Do faraway Instagram images steal us away from anything remotely challenging by convincing us to try and find another version of paradise?

It’s definitely not all bad, of course, but I don’t think it’s all good either.

 

The coffee cup that showed me I wasn’t the only person in the world

It was a busy Thursday morning in London, and I hadn’t slept very well the night before.

So, it only made sense to pick up a super-charged coffee on my way to work.

I didn’t have time to browse my options too much and, like it or not, I settled on  Starbucks.

It was near and it was easy. (Although usually those aren’t my key drivers for making most decisions in life!)

As anyone who’s ever set foot in a Starbucks in the last ten years will know they’re still continuing with the whole ‘make it personal’ thing by asking you with for your name.

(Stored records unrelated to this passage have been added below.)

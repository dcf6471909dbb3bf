//! Return-type annotation for TypeScript sources
//!
//! Every function declaration, method, arrow function and function
//! expression without a return type gets the type the checker infers for it.
//! Everything else in the file, comments included, is kept byte for byte.
//!
//! # Example
//!
//! ```
//! let out = tsannotate::rewrite("function sum(a: number, b: number) { return a + b; }").unwrap();
//! assert_eq!(out, "function sum(a: number, b: number): number { return a + b; }");
//! ```

pub mod ast;
pub mod builder;
pub mod checker;
pub mod config;
pub mod error;
pub mod inferencer;
pub mod lexer;
pub mod parser;
pub mod printer;
pub mod rewriter;
pub mod serializer;
pub mod string_dict;
#[cfg(feature = "cli")]
pub mod tracing_config;

pub use config::{AnnotateOptions, NewLine};
pub use error::AnnotateError;
pub use rewriter::{Annotation, FunctionKind};

use tracing::{debug, error};

use checker::{ProgramContext, parse_lib};
use parser::Parser;
use rewriter::Rewriter;
use string_dict::StringDict;

/// Result of annotating one source text.
#[derive(Debug, Clone)]
pub struct Annotated {
    pub text: String,
    /// The inserted annotations in visiting order.
    pub annotations: Vec<Annotation>,
}

/// Annotate `source` with default options.
pub fn rewrite(source: &str) -> Result<String, AnnotateError> {
    rewrite_with_options(source, &AnnotateOptions::default())
}

pub fn rewrite_with_options(source: &str, options: &AnnotateOptions) -> Result<String, AnnotateError> {
    annotate(source, options).map(|annotated| annotated.text)
}

/// Annotate `source`, returning the text and what was inserted.
///
/// Only a source that fails to parse is an error; functions whose type
/// cannot be inferred are left as they are.
pub fn annotate(source: &str, options: &AnnotateOptions) -> Result<Annotated, AnnotateError> {
    let mut string_dict = StringDict::new();
    let program = Parser::new(source, &mut string_dict).parse_program()?;
    let lib = if options.include_lib {
        Some(parse_lib(&mut string_dict)?)
    } else {
        None
    };

    let mut ctx = ProgramContext::new(&program, lib.as_ref(), options.check_options());
    let rewritten = Rewriter::new(&mut ctx).rewrite(&program);
    debug!(count = rewritten.annotations.len(), "annotations inserted");

    let text = serializer::serialize(source, &rewritten.splices, options);
    Ok(Annotated {
        text,
        annotations: rewritten.annotations,
    })
}

/// Hook for a formatting pipeline: never fails.
///
/// On a whole-pass failure the error is logged and `source` is returned
/// unchanged.
pub fn preprocess(source: &str, options: &AnnotateOptions) -> String {
    match rewrite_with_options(source, options) {
        Ok(text) => text,
        Err(err) => {
            error!(%err, "return type annotation failed; leaving source unchanged");
            source.to_string()
        }
    }
}

#[cfg(test)]
mod tests {
    use super::*;

    #[test]
    fn rewrites_with_default_options() {
        let out = rewrite("const f = () => \"x\";\n").ok();
        assert_eq!(out.as_deref(), Some("const f = (): string => \"x\";\n"));
    }

    #[test]
    fn syntax_errors_surface_from_rewrite() {
        let result = rewrite("function (");
        assert!(matches!(result, Err(AnnotateError::SyntaxError { .. })));
    }

    #[test]
    fn preprocess_returns_the_input_on_failure() {
        let source = "let = ;";
        assert_eq!(preprocess(source, &AnnotateOptions::default()), source);
    }

    #[test]
    fn annotate_reports_insertions() {
        let annotated = annotate("function f() {}\n", &AnnotateOptions::default()).ok();
        let report = annotated.map(|a| a.annotations);
        assert_eq!(
            report,
            Some(vec![Annotation {
                name: Some("f".to_string()),
                kind: FunctionKind::Declaration,
                line: 1,
                column: 1,
                return_type: "void".to_string(),
            }])
        );
    }
}
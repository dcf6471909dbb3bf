//! Return-type inference for a single function-like node.

use std::rc::Rc;

use tracing::debug;

use crate::checker::{CheckError, ProgramContext, Signature};
use crate::rewriter::FunctionLike;

/// Infer the return type of `node` and render it as TypeScript text.
///
/// Declarations and methods are resolved from their own signature; arrows
/// and function expressions are typed as expressions in their surrounding
/// context and the first call signature is read. `None` leaves the node
/// without an annotation.
pub fn infer_return_type(ctx: &mut ProgramContext<'_>, node: FunctionLike<'_>) -> Option<String> {
    let start = node.start();
    let signature = match node {
        FunctionLike::Declaration(_) | FunctionLike::Method { .. } => {
            ctx.signature_of_declaration(start)
        }
        FunctionLike::Arrow(_) | FunctionLike::Expression(_) => expression_signature(ctx, start),
    };
    match signature {
        Ok(signature) => Some(render_return(ctx, &signature)),
        Err(err) => {
            debug!(start, %err, "return type not inferred");
            None
        }
    }
}

fn expression_signature(
    ctx: &mut ProgramContext<'_>,
    start: usize,
) -> Result<Rc<Signature>, CheckError> {
    let ty = ctx.type_of_function_expression(start)?;
    ctx.call_signatures(ty)
        .into_iter()
        .next()
        .ok_or(CheckError::NoCallSignature)
}

fn render_return(ctx: &ProgramContext<'_>, signature: &Signature) -> String {
    match &signature.predicate {
        Some((parameter, ty)) => format!("{parameter} is {}", ctx.type_to_string(*ty)),
        None => ctx.type_to_string(signature.return_type),
    }
}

I don’t really like my name all that much (but, if I changed it I’d have one less thing to complain about, and I need my go-tos) – yet, as creative as I think I am, I can never think up another name in time… so I end up going with the one I was born with, ‘Ashley’.

It was a busy day in this particular Starbucks but I’m British, so I’m good at queuing and was able to persevere.

(Which makes me think, as much as I was wholly against it myself, why are so many of the British people who voted leave complaining about how long it’s taking to initiate Brexit… aren’t they supposed to love waiting and queuing to do something!?)

Eventually the barista sang out my name and, with flushed cheeks, I head over and collected my steam beverage.

I had just gotten outside the door when I heard an American voice shouting ‘Wait! Wait!’

I turned round to see that an irate-looking woman with red hair had chased me out of the cafe.

“Can I help you?” I asked.

“Is your name Ashley?” she bellowed back.

“Er…yeah…why?” I answered.

“It’s definitely Ashley?” she reiterated.

I confirmed and, with a tut, she hurried off. I thought about going after her to find out what that was all about but, one thing I’ve learnt since living in London, is that a lot of weird things happen and you’d waste valuable time trying to work each one out.

The tube station was next to the Starbucks, and I was just about to head through the turnstiles and into the tunnel when the same woman appeared next to me.

“Sorry about that!” she exclaimed, “my name’s Ashley too. I always pre-order my Starbucks and I was worried you’d walked off with it”.

There are 7.6 billion people in the world.

8.7 people in London alone.

And yet, we still think we’re the only person in the world at times.

I know I do it too.

But, according to Google, there are 212 people (in the UK alone) with my same exact first name and last name as me.

It’s worth keeping this mind as we try to understand each others’ perspectives. Whether we be trying to get a message across to someone, or trying to sell something.

We’re all unique. No one’s an island.

(If anyone cares, the Starbucks in the right of the featured picture is the exact Starbucks it happened in!)